*Exercise prompt:* Reproduce all of the material, keeping each line intact.

*Material supplied:*
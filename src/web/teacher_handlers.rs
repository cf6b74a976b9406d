// src/web/teacher_handlers.rs
use crate::{
    error::AppResult,
    models::{course::NewCourse, student::NewStudent, teacher::{TeacherCollection, TeacherProfile}},
    services::teacher_service,
    state::AppState,
};
use axum::{
    extract::{Path, State},
    http::StatusCode,
    Json,
};
use serde::Serialize;
use serde_json::Value;

#[derive(Serialize)]
#[serde(rename_all = "camelCase")]
pub struct InitResponse {
    created_courses: usize,
}

async fn list(state: &AppState, uid: &str, collection: TeacherCollection) -> AppResult<Json<Vec<Value>>> {
    Ok(Json(teacher_service::list_collection(state.store.as_ref(), uid, collection).await?))
}

// GET /api/teachers/{uid}/courses
pub async fn list_courses(State(state): State<AppState>, Path(uid): Path<String>) -> AppResult<Json<Vec<Value>>> {
    list(&state, &uid, TeacherCollection::Courses).await
}

// GET /api/teachers/{uid}/students
pub async fn list_students(State(state): State<AppState>, Path(uid): Path<String>) -> AppResult<Json<Vec<Value>>> {
    list(&state, &uid, TeacherCollection::Students).await
}

// GET /api/teachers/{uid}/attendance
pub async fn list_attendance(State(state): State<AppState>, Path(uid): Path<String>) -> AppResult<Json<Vec<Value>>> {
    list(&state, &uid, TeacherCollection::Attendance).await
}

// POST /api/teachers/{uid}/init (corpo opcional com o perfil)
pub async fn init_teacher(
    State(state): State<AppState>,
    Path(uid): Path<String>,
    profile: Option<Json<TeacherProfile>>,
) -> AppResult<Json<InitResponse>> {
    let profile = profile.map(|Json(p)| p).unwrap_or_default();
    let created_courses = teacher_service::init_teacher(state.store.as_ref(), &uid, profile).await?;
    Ok(Json(InitResponse { created_courses }))
}

// POST /api/teachers/{uid}/courses
pub async fn add_course(
    State(state): State<AppState>,
    Path(uid): Path<String>,
    Json(input): Json<NewCourse>,
) -> AppResult<(StatusCode, Json<Value>)> {
    let course = teacher_service::add_course(state.store.as_ref(), &uid, input).await?;
    Ok((StatusCode::CREATED, Json(course)))
}

// POST /api/teachers/{uid}/students
pub async fn add_student(
    State(state): State<AppState>,
    Path(uid): Path<String>,
    Json(input): Json<NewStudent>,
) -> AppResult<(StatusCode, Json<Value>)> {
    let student = teacher_service::add_student(state.store.as_ref(), &uid, input).await?;
    Ok((StatusCode::CREATED, Json(student)))
}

*Response:*
filename src/web/teacher_handlers.rs
repository cf6b74a976b9406d
// src/web/teacher_handlers.rs
use crate::{
    error::AppResult,
    models::{course::NewCourse, student::NewStudent, teacher::{TeacherCollection, TeacherProfile}},
    services::teacher_service,
    state::AppState,
};
use axum::{
    extract::{Path, State},
    http::StatusCode,
    Json,
};
use serde::Serialize;
use serde_json::Value;

#[derive(Serialize)]
#[serde(rename_all = "camelCase")]
pub struct InitResponse {
    created_courses: usize,
}

async fn list(state: &AppState, uid: &str, collection: TeacherCollection) -> AppResult<Json<Vec<Value>>> {
    Ok(Json(teacher_service::list_collection(state.store.as_ref(), uid, collection).await?))
}

// GET /api/teachers/{uid}/courses
pub async fn list_courses(State(state): State<AppState>, Path(uid): Path<String>) -> AppResult<Json<Vec<Value>>> {
    list(&state, &uid, TeacherCollection::Courses).await
}

// GET /api/teachers/{uid}/students
pub async fn list_students(State(state): State<AppState>, Path(uid): Path<String>) -> AppResult<Json<Vec<Value>>> {
    list(&state, &uid, TeacherCollection::Students).await
}

// GET /api/teachers/{uid}/attendance
pub async fn list_attendance(State(state): State<AppState>, Path(uid): Path<String>) -> AppResult<Json<Vec<Value>>> {
    list(&state, &uid, TeacherCollection::Attendance).await
}

// POST /api/teachers/{uid}/init (corpo opcional com o perfil)
pub async fn init_teacher(
    State(state): State<AppState>,
    Path(uid): Path<String>,
    profile: Option<Json<TeacherProfile>>,
) -> AppResult<Json<InitResponse>> {
    let profile = profile.map(|Json(p)| p).unwrap_or_default();
    let created_courses = teacher_service::init_teacher(state.store.as_ref(), &uid, profile).await?;
    Ok(Json(InitResponse { created_courses }))
}

// POST /api/teachers/{uid}/courses
pub async fn add_course(
    State(state): State<AppState>,
    Path(uid): Path<String>,
    Json(input): Json<NewCourse>,
) -> AppResult<(StatusCode, Json<Value>)> {
    let course = teacher_service::add_course(state.store.as_ref(), &uid, input).await?;
    Ok((StatusCode::CREATED, Json(course)))
}

// POST /api/teachers/{uid}/students
pub async fn add_student(
    State(state): State<AppState>,
    Path(uid): Path<String>,
    Json(input): Json<NewStudent>,
) -> AppResult<(StatusCode, Json<Value>)> {
    let student = teacher_service::add_student(state.store.as_ref(), &uid, input).await?;
    Ok((StatusCode::CREATED, Json(student)))
}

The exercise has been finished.